Aim of the exercise: In the entries below, every line with the string "find" is to be reported.

══════════════════════════════

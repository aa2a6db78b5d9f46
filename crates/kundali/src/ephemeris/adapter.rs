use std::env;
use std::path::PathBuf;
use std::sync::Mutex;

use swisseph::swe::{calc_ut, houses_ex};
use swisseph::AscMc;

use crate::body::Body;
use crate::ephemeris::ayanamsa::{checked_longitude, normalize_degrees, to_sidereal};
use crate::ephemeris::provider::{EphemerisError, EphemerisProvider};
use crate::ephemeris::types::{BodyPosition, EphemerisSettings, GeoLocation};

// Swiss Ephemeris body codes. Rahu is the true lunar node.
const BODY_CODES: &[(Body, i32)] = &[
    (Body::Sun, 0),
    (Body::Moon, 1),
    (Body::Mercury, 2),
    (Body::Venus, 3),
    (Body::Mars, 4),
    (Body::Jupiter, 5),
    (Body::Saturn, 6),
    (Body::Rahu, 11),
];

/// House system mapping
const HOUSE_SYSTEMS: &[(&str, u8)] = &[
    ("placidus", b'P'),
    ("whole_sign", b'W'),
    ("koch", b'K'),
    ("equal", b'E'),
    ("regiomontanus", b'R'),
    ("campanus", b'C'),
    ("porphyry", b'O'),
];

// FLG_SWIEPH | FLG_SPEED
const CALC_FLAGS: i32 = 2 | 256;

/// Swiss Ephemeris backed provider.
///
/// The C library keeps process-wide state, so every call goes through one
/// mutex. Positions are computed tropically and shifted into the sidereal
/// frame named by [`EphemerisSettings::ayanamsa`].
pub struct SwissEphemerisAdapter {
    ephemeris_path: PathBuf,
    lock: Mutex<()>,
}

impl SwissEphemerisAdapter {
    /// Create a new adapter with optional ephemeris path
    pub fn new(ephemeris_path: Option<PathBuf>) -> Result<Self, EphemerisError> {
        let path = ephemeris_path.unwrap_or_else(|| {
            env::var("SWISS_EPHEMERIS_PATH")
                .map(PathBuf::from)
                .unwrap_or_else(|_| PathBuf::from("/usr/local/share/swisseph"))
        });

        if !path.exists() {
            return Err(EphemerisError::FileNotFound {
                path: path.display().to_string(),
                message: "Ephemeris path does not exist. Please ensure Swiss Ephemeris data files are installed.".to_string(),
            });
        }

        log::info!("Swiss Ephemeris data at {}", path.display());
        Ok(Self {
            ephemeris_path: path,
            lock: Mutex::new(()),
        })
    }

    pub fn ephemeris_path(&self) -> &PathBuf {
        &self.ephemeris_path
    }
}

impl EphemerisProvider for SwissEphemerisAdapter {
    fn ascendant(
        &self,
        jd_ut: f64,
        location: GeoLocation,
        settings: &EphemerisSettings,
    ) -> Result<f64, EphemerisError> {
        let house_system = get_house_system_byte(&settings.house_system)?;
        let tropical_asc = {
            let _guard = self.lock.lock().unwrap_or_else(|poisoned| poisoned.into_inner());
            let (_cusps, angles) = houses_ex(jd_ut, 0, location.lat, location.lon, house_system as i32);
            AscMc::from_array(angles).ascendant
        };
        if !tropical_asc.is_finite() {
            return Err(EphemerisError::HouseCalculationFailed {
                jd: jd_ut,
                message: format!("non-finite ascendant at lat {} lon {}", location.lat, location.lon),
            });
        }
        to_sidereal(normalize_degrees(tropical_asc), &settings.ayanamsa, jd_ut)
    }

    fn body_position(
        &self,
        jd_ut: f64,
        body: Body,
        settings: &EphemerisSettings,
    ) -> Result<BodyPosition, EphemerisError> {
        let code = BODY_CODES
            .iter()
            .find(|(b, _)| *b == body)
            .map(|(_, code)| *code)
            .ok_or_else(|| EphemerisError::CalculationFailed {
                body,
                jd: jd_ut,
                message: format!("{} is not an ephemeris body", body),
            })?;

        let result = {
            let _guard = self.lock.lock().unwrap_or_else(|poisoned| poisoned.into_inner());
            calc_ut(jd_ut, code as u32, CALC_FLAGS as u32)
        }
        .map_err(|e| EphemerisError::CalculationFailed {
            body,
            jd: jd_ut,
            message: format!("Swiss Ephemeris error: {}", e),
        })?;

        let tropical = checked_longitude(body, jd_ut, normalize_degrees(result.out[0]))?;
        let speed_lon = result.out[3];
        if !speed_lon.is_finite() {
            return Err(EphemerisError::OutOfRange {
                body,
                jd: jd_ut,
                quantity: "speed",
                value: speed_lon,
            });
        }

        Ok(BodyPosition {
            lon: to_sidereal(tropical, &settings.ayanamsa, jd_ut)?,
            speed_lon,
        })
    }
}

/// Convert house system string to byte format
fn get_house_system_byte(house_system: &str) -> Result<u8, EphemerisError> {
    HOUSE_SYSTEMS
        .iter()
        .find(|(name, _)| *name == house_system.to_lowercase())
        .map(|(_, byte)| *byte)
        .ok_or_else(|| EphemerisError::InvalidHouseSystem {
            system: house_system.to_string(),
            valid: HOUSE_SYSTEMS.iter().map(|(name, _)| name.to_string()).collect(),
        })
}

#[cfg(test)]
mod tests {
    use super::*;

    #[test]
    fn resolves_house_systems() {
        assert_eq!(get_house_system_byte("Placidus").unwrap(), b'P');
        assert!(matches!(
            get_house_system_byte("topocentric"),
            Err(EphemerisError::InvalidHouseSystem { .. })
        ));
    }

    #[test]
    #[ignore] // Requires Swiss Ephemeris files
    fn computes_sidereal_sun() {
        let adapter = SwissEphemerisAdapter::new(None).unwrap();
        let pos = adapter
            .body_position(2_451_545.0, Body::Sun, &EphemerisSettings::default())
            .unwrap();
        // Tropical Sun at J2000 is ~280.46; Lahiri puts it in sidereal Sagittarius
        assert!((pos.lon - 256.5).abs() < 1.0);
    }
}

══════════════════════════════

Output for this exercise:
            .find(|(b, _)| *b == body)
        .find(|(name, _)| *name == house_system.to_lowercase())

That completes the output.